[PROBLEM DESCRIPTION]
Take the entries below and print, exactly, the stretch from the line containing "id BIGINT PRIMARY" through the line containing "created_at DATETIME(6) NOT", both included.

Records drawn from a dataset:
=== Begin Enclosure ===

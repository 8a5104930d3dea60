//! Database migrations
//!
//! Schema migrations are embedded as SQL strings, one variant per backend,
//! and tracked in the `_migrations` table so each runs exactly once.
//!
//! ```ignore
//! let pool = create_pool(&config.database).await?;
//! migrations::run_migrations(&pool).await?;
//! ```

use anyhow::{Context, Result};
use sqlx::Row;

use super::DynDatabasePool;
use crate::config::DatabaseDriver;

/// A database migration with SQL for both SQLite and MySQL
#[derive(Debug, Clone)]
pub struct Migration {
    /// Migration version number (must be unique and increasing)
    pub version: i32,
    /// Human-readable migration name
    pub name: &'static str,
    /// SQL statements for SQLite
    pub up_sqlite: &'static str,
    /// SQL statements for MySQL
    pub up_mysql: &'static str,
}

impl Migration {
    /// The individual statements to run for `driver`
    pub fn statements(&self, driver: DatabaseDriver) -> Vec<&'static str> {
        let sql = match driver {
            DatabaseDriver::Sqlite => self.up_sqlite,
            DatabaseDriver::Mysql => self.up_mysql,
        };
        split_sql_statements(sql)
    }
}

/// All schema migrations, in application order.
pub const MIGRATIONS: &[Migration] = &[
    Migration {
        version: 1,
        name: "create_tutoring_sessions",
        up_sqlite: r#"
            CREATE TABLE IF NOT EXISTS tutoring_sessions (
                id INTEGER PRIMARY KEY AUTOINCREMENT,
                status VARCHAR(16) NOT NULL DEFAULT 'SCHEDULED'
                    CHECK (status IN ('SCHEDULED', 'LIVE', 'COMPLETED', 'NO_SHOW', 'CANCELLED')),
                scheduled_at TIMESTAMP NOT NULL,
                started_at TIMESTAMP,
                ended_at TIMESTAMP,
                tutor_id VARCHAR(64),
                student_id VARCHAR(64) NOT NULL,
                created_at TIMESTAMP NOT NULL DEFAULT CURRENT_TIMESTAMP,
                updated_at TIMESTAMP NOT NULL DEFAULT CURRENT_TIMESTAMP
            );
            CREATE INDEX IF NOT EXISTS idx_tutoring_sessions_status_scheduled
                ON tutoring_sessions(status, scheduled_at);
            CREATE INDEX IF NOT EXISTS idx_tutoring_sessions_tutor ON tutoring_sessions(tutor_id);
            CREATE INDEX IF NOT EXISTS idx_tutoring_sessions_student ON tutoring_sessions(student_id);
        "#,
        up_mysql: r#"
            CREATE TABLE IF NOT EXISTS tutoring_sessions (
                id BIGINT PRIMARY KEY AUTO_INCREMENT,
                status VARCHAR(16) NOT NULL DEFAULT 'SCHEDULED',
                scheduled_at DATETIME(6) NOT NULL,
                started_at DATETIME(6) NULL,
                ended_at DATETIME(6) NULL,
                tutor_id VARCHAR(64) NULL,
                student_id VARCHAR(64) NOT NULL,
                created_at DATETIME(6) NOT NULL DEFAULT CURRENT_TIMESTAMP(6),
                updated_at DATETIME(6) NOT NULL DEFAULT CURRENT_TIMESTAMP(6),
                CONSTRAINT chk_tutoring_sessions_status
                    CHECK (status IN ('SCHEDULED', 'LIVE', 'COMPLETED', 'NO_SHOW', 'CANCELLED'))
            );
            CREATE INDEX idx_tutoring_sessions_status_scheduled
                ON tutoring_sessions(status, scheduled_at);
            CREATE INDEX idx_tutoring_sessions_tutor ON tutoring_sessions(tutor_id);
            CREATE INDEX idx_tutoring_sessions_student ON tutoring_sessions(student_id);
        "#,
    },
    Migration {
        version: 2,
        name: "add_tutoring_session_topic",
        up_sqlite: r#"
            ALTER TABLE tutoring_sessions ADD COLUMN topic VARCHAR(255);
        "#,
        up_mysql: r#"
            ALTER TABLE tutoring_sessions ADD COLUMN topic VARCHAR(255) NULL;
        "#,
    },
];

/// Run all pending migrations.
///
/// Returns the number of migrations applied.
pub async fn run_migrations(pool: &DynDatabasePool) -> Result<usize> {
    create_migrations_table(pool).await?;

    let applied = applied_versions(pool).await?;
    let mut count = 0;

    for migration in MIGRATIONS {
        if applied.contains(&migration.version) {
            continue;
        }
        tracing::info!("Applying migration {}: {}", migration.version, migration.name);
        apply_migration(pool, migration)
            .await
            .with_context(|| format!("Failed to apply migration: {}", migration.name))?;
        count += 1;
    }

    if count > 0 {
        tracing::info!("Applied {} migration(s)", count);
    } else {
        tracing::debug!("No pending migrations");
    }

    Ok(count)
}

async fn create_migrations_table(pool: &DynDatabasePool) -> Result<()> {
    let sql = match pool.driver() {
        DatabaseDriver::Sqlite => {
            r#"
            CREATE TABLE IF NOT EXISTS _migrations (
                version INTEGER PRIMARY KEY,
                name VARCHAR(255) NOT NULL UNIQUE,
                applied_at TIMESTAMP NOT NULL DEFAULT CURRENT_TIMESTAMP
            )
            "#
        }
        DatabaseDriver::Mysql => {
            r#"
            CREATE TABLE IF NOT EXISTS _migrations (
                version INT PRIMARY KEY,
                name VARCHAR(255) NOT NULL UNIQUE,
                applied_at TIMESTAMP NOT NULL DEFAULT CURRENT_TIMESTAMP
            )
            "#
        }
    };

    pool.execute(sql).await?;
    Ok(())
}

async fn applied_versions(pool: &DynDatabasePool) -> Result<Vec<i32>> {
    const SQL: &str = "SELECT version FROM _migrations ORDER BY version";

    let versions = if let Some(sqlite) = pool.as_sqlite() {
        sqlx::query(SQL)
            .fetch_all(sqlite)
            .await?
            .iter()
            .map(|row| row.get::<i64, _>("version") as i32)
            .collect()
    } else if let Some(mysql) = pool.as_mysql() {
        sqlx::query(SQL)
            .fetch_all(mysql)
            .await?
            .iter()
            .map(|row| row.get::<i32, _>("version"))
            .collect()
    } else {
        anyhow::bail!("Database pool exposes no backend");
    };

    Ok(versions)
}

async fn apply_migration(pool: &DynDatabasePool, migration: &Migration) -> Result<()> {
    for statement in migration.statements(pool.driver()) {
        pool.execute(statement)
            .await
            .with_context(|| format!("Failed to execute: {}", truncate_sql(statement)))?;
    }

    let record = format!(
        "INSERT INTO _migrations (version, name) VALUES ({}, '{}')",
        migration.version, migration.name
    );
    pool.execute(&record).await?;

    Ok(())
}

/// Truncate SQL for error messages
fn truncate_sql(sql: &str) -> String {
    match sql.char_indices().nth(100) {
        Some((idx, _)) => format!("{}...", &sql[..idx]),
        None => sql.to_string(),
    }
}

/// Split SQL into individual statements, dropping comment-only fragments
fn split_sql_statements(sql: &str) -> Vec<&str> {
    sql.split(';')
        .map(str::trim)
        .filter(|stmt| !stmt.is_empty() && !is_comment_only(stmt))
        .collect()
}

fn is_comment_only(s: &str) -> bool {
    s.lines()
        .map(str::trim)
        .all(|line| line.is_empty() || line.starts_with("--"))
}

#[cfg(test)]
mod tests {
    use super::*;
    use crate::db::create_test_pool;

    #[tokio::test]
    async fn test_run_migrations_is_idempotent() {
        let pool = create_test_pool().await.expect("Failed to create test pool");

        let count = run_migrations(&pool).await.expect("Failed to run migrations");
        assert_eq!(count, MIGRATIONS.len());

        let count = run_migrations(&pool).await.expect("Failed to run migrations");
        assert_eq!(count, 0);
    }

    #[tokio::test]
    async fn test_status_check_constraint() {
        let pool = create_test_pool().await.expect("Failed to create test pool");
        run_migrations(&pool).await.expect("Failed to run migrations");

        let ok = pool
            .execute(
                "INSERT INTO tutoring_sessions (status, scheduled_at, student_id) \
                 VALUES ('SCHEDULED', '2030-01-01T10:00:00Z', 'S1')",
            )
            .await;
        assert!(ok.is_ok());

        let bad = pool
            .execute(
                "INSERT INTO tutoring_sessions (status, scheduled_at, student_id) \
                 VALUES ('PAUSED', '2030-01-01T10:00:00Z', 'S1')",
            )
            .await;
        assert!(bad.is_err(), "unknown status must be rejected by the schema");
    }

    #[test]
    fn test_split_sql_statements() {
        let sql = "CREATE TABLE a (id INT);\n-- comment only\n;\nCREATE INDEX i ON a(id);";
        let statements = split_sql_statements(sql);
        assert_eq!(statements, vec!["CREATE TABLE a (id INT)", "CREATE INDEX i ON a(id)"]);
    }

    #[test]
    fn test_every_migration_has_statements() {
        for migration in MIGRATIONS {
            assert!(!migration.statements(DatabaseDriver::Sqlite).is_empty());
            assert!(!migration.statements(DatabaseDriver::Mysql).is_empty());
        }
    }
}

=== End Enclosure ===

[RESULT BELOW]
                id BIGINT PRIMARY KEY AUTO_INCREMENT,
                status VARCHAR(16) NOT NULL DEFAULT 'SCHEDULED',
                scheduled_at DATETIME(6) NOT NULL,
                started_at DATETIME(6) NULL,
                ended_at DATETIME(6) NULL,
                tutor_id VARCHAR(64) NULL,
                student_id VARCHAR(64) NOT NULL,
                created_at DATETIME(6) NOT NULL DEFAULT CURRENT_TIMESTAMP(6),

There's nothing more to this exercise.